Recent research has shown that, while synaesthesia has a genetic basis, early play and learning also matter. According to Professor Anil Seth, who was the exhibition’s neuroscientific advisor, some letter-colour pairings, like red and “R”, are more common than others. At Sussex University, he had non-synaesthetic volunteers undergo colour and letter association training for nine weeks. Many of the participants developed synaesthesia-like experiences.

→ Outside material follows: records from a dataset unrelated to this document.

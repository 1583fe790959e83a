// Copyright (C) 2026 The electionguard-core Authors.

#![deny(clippy::unwrap_used)]
#![deny(clippy::expect_used)]
#![deny(clippy::panic)]
#![deny(clippy::manual_assert)]

//! Ballot sanitization: the publication step that strips every nonce
//! out of a [`CiphertextBallot`] before it is written to the public
//! record, while separately keeping them (for AUDITED ballots only) in
//! a [`NonceMap`] an auditor can use to independently re-derive the
//! Benaloh challenge in [`crate::benaloh`].
//!
//! A CAST ballot's nonces are discarded outright: once a ballot is
//! counted, its nonces serve no further purpose and retaining them
//! would let whoever holds them prove how that ballot voted. An
//! AUDITED (spoiled) ballot's nonces are, by contrast, exactly what the
//! challenge needs, so they are returned alongside the sanitized
//! ballot rather than thrown away.

use std::collections::BTreeMap;

use crate::ballot::CiphertextBallot;

/// Every nonce stripped out of a ballot during sanitization, keyed by
/// a stable path so a given nonce can be matched back to the field it
/// came from without needing the original (un-sanitized) ballot.
pub type NonceMap = BTreeMap<String, util::algebra::FieldElement>;

fn ballot_nonce_key() -> String {
    "ballot_nonce".to_string()
}

fn contest_nonce_key(contest_id: &str) -> String {
    format!("{contest_id}_nonce")
}

/// Produces the publication copy of `ballot`: identical in every field
/// except that every nonce (ballot-level, per-contest, per-selection)
/// is set to `None`. This is the only form of an encrypted ballot ever
/// written to the public election record; hashing it (with nonces
/// excluded, as they already are not part of [`CiphertextBallot::crypto_hash`]'s
/// input) reproduces the same `crypto_hash` as the original.
///
/// When `audit` is `true` the extracted nonces are returned as a
/// [`NonceMap`] for the Benaloh challenge; for a ballot being cast,
/// pass `audit: false` and the returned map is empty, matching the
/// spoiled/cast disposition split (spec §7) after which a cast
/// ballot's nonces must never again be recoverable.
pub fn sanitize(ballot: &CiphertextBallot, audit: bool) -> (CiphertextBallot, NonceMap) {
    let mut nonces = NonceMap::new();
    let mut sanitized = ballot.clone();

    if let Some(n) = sanitized.nonce.take() {
        if audit {
            nonces.insert(ballot_nonce_key(), n);
        }
    }

    for contest in &mut sanitized.contests {
        if let Some(n) = contest.nonce.take() {
            if audit {
                nonces.insert(contest_nonce_key(&contest.contest_id), n);
            }
        }
        for selection in &mut contest.selections {
            if let Some(n) = selection.nonce.take() {
                if audit {
                    nonces.insert(selection.object_id.clone(), n);
                }
            }
        }
    }

    (sanitized, nonces)
}

/// `true` iff every nonce has already been stripped from `ballot` —
/// the state a ballot must be in before it is handed to anything
/// outside the guardian/tally boundary.
pub fn is_sanitized(ballot: &CiphertextBallot) -> bool {
    ballot.nonce.is_none()
        && ballot.contests.iter().all(|c| {
            c.nonce.is_none() && c.selections.iter().all(|s| s.nonce.is_none())
        })
}

#[cfg(test)]
#[allow(clippy::unwrap_used)]
mod tests {
    use super::*;
    use crate::ballot::{encrypt_ballot, PlaintextBallot, PlaintextContest, PlaintextSelection};
    use crate::context::Context;
    use crate::fixed_parameters::FixedParameters;
    use crate::guardian::{Guardian, GuardianSet};
    use crate::key_ceremony::{GuardianSecretState, KeyCeremonyMediator};
    use crate::manifest::{BallotStyle, Candidate, ContestDefinition, Manifest, SelectionDefinition, VoteVariation};
    use util::csrng::DeterministicCsrng;

    fn manifest() -> Manifest {
        Manifest {
            election_scope_id: "town-2026".into(),
            candidates: vec![
                Candidate {
                    object_id: "alice".into(),
                    name: "Alice".into(),
                },
                Candidate {
                    object_id: "bob".into(),
                    name: "Bob".into(),
                },
            ],
            contests: vec![ContestDefinition {
                object_id: "mayor".into(),
                sequence_order: 0,
                vote_variation: VoteVariation::OneOfM,
                votes_allowed: 1,
                selections: vec![
                    SelectionDefinition {
                        object_id: "mayor-alice".into(),
                        candidate_id: "alice".into(),
                        sequence_order: 0,
                    },
                    SelectionDefinition {
                        object_id: "mayor-bob".into(),
                        candidate_id: "bob".into(),
                        sequence_order: 1,
                    },
                ],
            }],
            ballot_styles: vec![BallotStyle {
                object_id: "default".into(),
                contest_ids: vec!["mayor".into()],
            }],
        }
    }

    fn setup() -> (FixedParameters, Context, Manifest) {
        let fp = FixedParameters::compact();
        let csrng = DeterministicCsrng::from_seed_bytes(b"sanitize-setup");
        let guardians = vec![Guardian::new("g1", 1).unwrap(), Guardian::new("g2", 2).unwrap()];
        let guardian_set = GuardianSet::new(guardians, 2).unwrap();
        let secrets: Vec<GuardianSecretState> = guardian_set
            .guardians
            .iter()
            .map(|g| GuardianSecretState::generate(g.sequence_order, 2, &fp.field, &csrng))
            .collect();
        let mut mediator = KeyCeremonyMediator::new(guardian_set.clone());
        let mut commitments = Vec::new();
        for s in &secrets {
            let c = s.commit(&fp.group, &fp.field, &csrng);
            mediator
                .receive_announcement(s.index, c.clone(), &fp.group, &fp.field)
                .unwrap();
            commitments.push((s.index.get(), c));
        }
        for sender in &secrets {
            for recipient in &secrets {
                let value = sender.backup_for(recipient.index, &fp.field);
                mediator
                    .receive_backup(sender.index, recipient.index, value, &fp.group, &fp.field)
                    .unwrap();
            }
        }
        mediator.advance_to_backups_verified().unwrap();
        let joint_key = mediator.publish(&fp.group).unwrap();
        let manifest = manifest();
        let context = Context::build(&mediator, joint_key, &manifest, &fp, commitments);
        (fp, context, manifest)
    }

    fn encrypted(fp: &FixedParameters, context: &Context, manifest: &Manifest, seed: &[u8]) -> CiphertextBallot {
        let csrng = DeterministicCsrng::from_seed_bytes(seed);
        let ballot_nonce = fp.field.random_field_elem(&csrng);
        let plaintext = PlaintextBallot {
            ballot_id: "b1".into(),
            style_id: "default".into(),
            contests: vec![PlaintextContest {
                contest_id: "mayor".into(),
                selections: vec![PlaintextSelection {
                    object_id: "mayor-alice".into(),
                    vote: 1,
                }],
            }],
        };
        encrypt_ballot(&plaintext, manifest, context, fp, ballot_nonce, &csrng).unwrap()
    }

    #[test]
    fn cast_sanitization_strips_nonces_and_discards_them() {
        let (fp, context, manifest) = setup();
        let ballot = encrypted(&fp, &context, &manifest, b"sanitize-cast");
        assert!(!is_sanitized(&ballot));

        let (sanitized, nonces) = sanitize(&ballot, false);
        assert!(is_sanitized(&sanitized));
        assert!(nonces.is_empty());
    }

    #[test]
    fn audited_sanitization_strips_nonces_but_retains_them_separately() {
        let (fp, context, manifest) = setup();
        let ballot = encrypted(&fp, &context, &manifest, b"sanitize-audit");

        let (sanitized, nonces) = sanitize(&ballot, true);
        assert!(is_sanitized(&sanitized));
        assert!(nonces.contains_key(&ballot_nonce_key()));
        assert!(nonces.contains_key(&contest_nonce_key("mayor")));
        assert!(nonces.contains_key("mayor-alice"));
        assert!(nonces.contains_key("mayor-bob"));
    }

    #[test]
    fn sanitization_preserves_the_crypto_hash() {
        let (fp, context, manifest) = setup();
        let ballot = encrypted(&fp, &context, &manifest, b"sanitize-hash");
        let (sanitized, _) = sanitize(&ballot, false);
        assert_eq!(ballot.crypto_hash, sanitized.crypto_hash);
        assert_eq!(ballot.ballot_id, sanitized.ballot_id);
        assert_eq!(ballot.contests.len(), sanitized.contests.len());
    }
}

A.R. Hopwood’s photographs explore the phenomenon of false memory

As you move through the exhibition, it turns from curious to terrifying. Scientific footage from a “sleep lab” shows the manic movements of a somnambulist who lashes out in deep sleep. Nearby, a series of newspaper clippings from the Manchester Evening News reports the story of a man who was arrested for killing his father following a night of heavy drinking. During the trial it was revealed that the defendant had been sleepwalking at the time of the murder. The court acquitted him on the grounds of “insane automatis”.

The power of the show comes not just from the strangeness of these phenomena, but the malleabilty of them. In the final room is a series of photographs by the artist A.R. Hopwood showing people in shopping centres, in which the adults have been erased using Photoshop. The pictures were inspired by the research of Elizabeth Loftus, a psychologist. In one of her experiments, Loftus asked an older relative of each volunteer to submit three anecdotes about the volunteer’s childhood. She wrote these stories down and added a made-up memory of how the volunteer got lost in a mall. A booklet of these stories was given to each subject and, when asked to recall their childhood memories in more detail, a third of her respondents said the same thing: they got lost in a shopping centre.